Friday’s Boise State-Michigan State game hurt. Last year, this matchup would have been headliner material, but with offensive stars Kellen Moore, Doug Martin, Kirk Cousins and B.J. Cunningham busy gearing up for the NFL season, the game felt wrong. Watching, all I could think about was their absence. Every overthrown pass was a reminder that the perennially accurate Moore wasn’t the one under center and every ugly drop accentuated the hole left by Cunningham’s sure hands. The game was empty. I’m sure underclassmen will step up to fill those shoes, but that’s exactly what was wrong in my gut. That feeling, that what I came to watch was missing, is why I can’t get that into college football.
I love watching football in general, so it’s not like I’m one of those people who thinks I’m too cool to like sports or doesn’t enjoy football itself or is actually noble enough to be turned off by how dangerous it is.
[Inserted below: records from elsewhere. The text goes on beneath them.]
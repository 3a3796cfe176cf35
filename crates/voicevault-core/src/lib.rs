#![allow(clippy::must_use_candidate, clippy::missing_errors_doc)]

mod context;
mod error;

pub use context::RequestContext;
pub use error::{HttpError, error_response};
I follow the NFL obsessively. But the turnover in college matters to me. I want to root for teams because I like the players; I don’t want to like players because I root for their team. And players are gone so quickly. Like I’ve owned the same razor for longer than any college football team is substantially the same.
And the turnover makes the way fans root for teams seem even blinder and stupider than we already know it is. Alabama could start a carrot at running back and people would buy the jersey.
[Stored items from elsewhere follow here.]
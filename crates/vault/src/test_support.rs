//! Call-counting test doubles for the storage and TTS adapters

use std::sync::Mutex;
use std::sync::atomic::{AtomicU32, Ordering};

use async_trait::async_trait;
use storage::{FileListPage, FileListQuery, FileUpload, Group, StorageError, StorageProvider, StoredFile};
use tts::{SpeechRequest, SpeechResponse, TtsError, TtsProvider};
use voicevault_core::RequestContext;

pub const MOCK_CID: &str = "bafybeimockcid";
pub const MOCK_GATEWAY: &str = "gateway.test";

/// Storage double that tracks calls and keeps created groups visible
/// to subsequent listings
pub struct MockStorage {
    groups: Mutex<Vec<Group>>,
    list_groups_calls: AtomicU32,
    create_group_calls: AtomicU32,
    upload_calls: AtomicU32,
    uploads: Mutex<Vec<FileUpload>>,
    fail_groups: bool,
    fail_upload: bool,
}

impl MockStorage {
    pub fn with_groups(groups: Vec<Group>) -> Self {
        Self {
            groups: Mutex::new(groups),
            list_groups_calls: AtomicU32::new(0),
            create_group_calls: AtomicU32::new(0),
            upload_calls: AtomicU32::new(0),
            uploads: Mutex::new(Vec::new()),
            fail_groups: false,
            fail_upload: false,
        }
    }

    pub fn failing_groups() -> Self {
        Self {
            fail_groups: true,
            ..Self::with_groups(Vec::new())
        }
    }

    pub fn failing_upload() -> Self {
        Self {
            fail_upload: true,
            ..Self::with_groups(Vec::new())
        }
    }

    pub fn list_groups_calls(&self) -> u32 {
        self.list_groups_calls.load(Ordering::SeqCst)
    }

    pub fn create_group_calls(&self) -> u32 {
        self.create_group_calls.load(Ordering::SeqCst)
    }

    pub fn upload_calls(&self) -> u32 {
        self.upload_calls.load(Ordering::SeqCst)
    }

    pub fn last_upload(&self) -> Option<FileUpload> {
        self.uploads.lock().unwrap().last().cloned()
    }
}

#[async_trait]
impl StorageProvider for MockStorage {
    async fn list_groups(&self, is_public: bool) -> storage::Result<Vec<Group>> {
        self.list_groups_calls.fetch_add(1, Ordering::SeqCst);

        if self.fail_groups {
            return Err(StorageError::GroupManagement {
                operation: "list",
                message: "mock backend down".to_string(),
            });
        }

        let groups = self.groups.lock().unwrap();
        Ok(groups.iter().filter(|g| g.is_public == is_public).cloned().collect())
    }

    async fn create_group(&self, name: &str, is_public: bool) -> storage::Result<Group> {
        let n = self.create_group_calls.fetch_add(1, Ordering::SeqCst) + 1;

        if self.fail_groups {
            return Err(StorageError::GroupManagement {
                operation: "create",
                message: "mock backend down".to_string(),
            });
        }

        let group = Group {
            id: format!("g-created-{n}"),
            name: name.to_string(),
            is_public,
        };
        self.groups.lock().unwrap().push(group.clone());
        Ok(group)
    }

    async fn upload_file(&self, upload: FileUpload) -> storage::Result<StoredFile> {
        self.upload_calls.fetch_add(1, Ordering::SeqCst);

        if self.fail_upload {
            return Err(StorageError::Upload("mock upload refused".to_string()));
        }

        let stored = StoredFile {
            id: "f-1".to_string(),
            name: Some(upload.file_name.clone()),
            cid: MOCK_CID.to_string(),
            size: upload.bytes.len() as u64,
            mime_type: Some(upload.mime_type.clone()),
            created_at: "2026-01-01T00:00:00Z".to_string(),
            group_id: upload.group_id.clone(),
        };
        self.uploads.lock().unwrap().push(upload);
        Ok(stored)
    }

    async fn list_files(&self, _query: &FileListQuery) -> storage::Result<FileListPage> {
        Ok(FileListPage {
            files: Vec::new(),
            next_page_token: None,
        })
    }

    fn file_url(&self, cid: &str) -> String {
        format!("https://{MOCK_GATEWAY}/files/{cid}")
    }

    fn public_group_name(&self) -> &str {
        "VoiceVault Public Files"
    }

    fn name(&self) -> &str {
        "mock-storage"
    }
}

/// TTS double that records the voice each request used
pub struct MockTts {
    synthesize_calls: AtomicU32,
    voices: Mutex<Vec<Option<String>>>,
    fail: bool,
}

impl MockTts {
    pub fn new() -> Self {
        Self {
            synthesize_calls: AtomicU32::new(0),
            voices: Mutex::new(Vec::new()),
            fail: false,
        }
    }

    pub fn failing() -> Self {
        Self { fail: true, ..Self::new() }
    }

    pub fn synthesize_calls(&self) -> u32 {
        self.synthesize_calls.load(Ordering::SeqCst)
    }

    pub fn last_voice(&self) -> Option<String> {
        self.voices.lock().unwrap().last().cloned().flatten()
    }
}

#[async_trait]
impl TtsProvider for MockTts {
    async fn synthesize(&self, request: SpeechRequest, _context: &RequestContext) -> tts::Result<SpeechResponse> {
        self.synthesize_calls.fetch_add(1, Ordering::SeqCst);
        self.voices.lock().unwrap().push(request.voice.clone());

        if self.fail {
            return Err(TtsError::ProviderApiError {
                status: 500,
                message: "mock synthesis refused".to_string(),
            });
        }

        Ok(SpeechResponse {
            audio: b"ID3mock-mpeg-frames".to_vec(),
            content_type: "audio/mpeg".to_string(),
        })
    }

    fn name(&self) -> &str {
        "mock-tts"
    }
}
On one hand, this kind of loyalty is admirable. I understand that college pride is a huge part of it, and that’s undeniably very cool (the Washington State flag at every College Gameday telecast is a perfect example). But it somewhat cheapens the actual sport, in that people are just kind of participating socially and in the service of “the team” instead of those who actually comprise it. We, fans, complain that the NCAA treats student-athletes as nothing more than disposable assets, but we’re the worst offenders on that front.
I understand that a lot of fans like players because those players are on teams the fans already like, and that’s their primary mode of sports fandom. That’s fine, different strokes. But I can’t make myself follow sports that way, so in college football I’m faced with a problem. I like football too much to just check out altogether, so I’m resigned to shifting my allegiance whenever teams change.
Boise State has been my favorite team for the last four years, for the way they represented the need for a playoff and because of how legitimately exciting they were to watch. I loved seeing Titus Young and Austin Pettis constantly surpass expectations. I’m (somewhat irrationally) convinced Moore was one of the ten best college quarterbacks of all time. People perceived Boise as Hickory High even as they performed like MJ’s Bulls, so I also liked them because I identified with underdogs like Martin and Ryan Winterswyk.
But nearly everyone I rooted for is gone, as Friday’s game depressingly highlighted. So I’m looking for a new favorite team, and the early frontrunner is Oregon (whom I’ve liked for a while, thanks to now-absent stars Jeff Maehl and LaMichael James). Returning running back Kenjon Barner is electric and freshman QB Marcus Mariota looked promising in his first start.
There’s no solution to what makes changing allegiances necessary for fans like me. It’s no secret that college football is largely about culture and atmosphere, and the fact that players depart quickly is necessary, since college is basically life’s cocoon and you have to go be a butterfly sometime.
So happy college football season! Some of us are searching for a new favorite team and some of us are hoping our old favorite will resemble itself. But I think everyone’s glad it’s fall again.